use std::sync::Arc;

use tracing_subscriber::{EnvFilter, fmt};

use scribe_core::Config;
use scribe_core::config_file;
use scribe_web::{AppState, ServerSettings};

// Hosted recognizers hold blocking HTTP clients, which must be created and
// dropped outside the async runtime. The extractor is built first and the
// last `Arc` is released after the runtime has shut down.
fn main() -> anyhow::Result<()> {
    dotenvy::dotenv().ok();
    init_logging();

    let file = config_file::load_config();
    let config = Config::default()
        .apply_file(&file)?
        .apply_env(|key| std::env::var(key).ok())?;
    let settings = ServerSettings::resolve(&file, |key| std::env::var(key).ok())?;
    let addr = settings.addr()?;

    let extractor = scribe_ingest::build_extractor(&config);
    for missing in extractor.unavailable() {
        tracing::warn!(
            capability = %missing.name,
            reason = %missing.reason,
            remediation = %missing.remediation,
            "unavailable"
        );
    }

    let state = Arc::new(AppState::new(extractor, settings.max_upload_bytes()));

    let runtime = tokio::runtime::Builder::new_multi_thread()
        .enable_all()
        .build()?;
    let served = runtime.block_on(serve(Arc::clone(&state), addr));
    drop(runtime);
    drop(state);
    served
}

fn init_logging() {
    let filter = EnvFilter::try_from_default_env().unwrap_or_else(|_| EnvFilter::new("info"));
    fmt().with_env_filter(filter).init();
}

async fn serve(state: Arc<AppState>, addr: std::net::SocketAddr) -> anyhow::Result<()> {
    let app = scribe_web::app(state);
    let listener = tokio::net::TcpListener::bind(addr).await?;
    tracing::info!(%addr, "listening on http://{addr}");
    axum::serve(listener, app)
        .with_graceful_shutdown(shutdown_signal())
        .await?;
    tracing::info!("server stopped");
    Ok(())
}

async fn shutdown_signal() {
    if let Err(e) = tokio::signal::ctrl_c().await {
        tracing::error!(error = %e, "failed to listen for ctrl-c");
        std::future::pending::<()>().await;
    }
}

■ **YOUR GOAL**
Write out each line of the data that holds the string "addr".

■ **EXERCISE SOLUTION**
    let addr = settings.addr()?;
    let served = runtime.block_on(serve(Arc::clone(&state), addr));
async fn serve(state: Arc<AppState>, addr: std::net::SocketAddr) -> anyhow::Result<()> {
    let listener = tokio::net::TcpListener::bind(addr).await?;
    tracing::info!(%addr, "listening on http://{addr}");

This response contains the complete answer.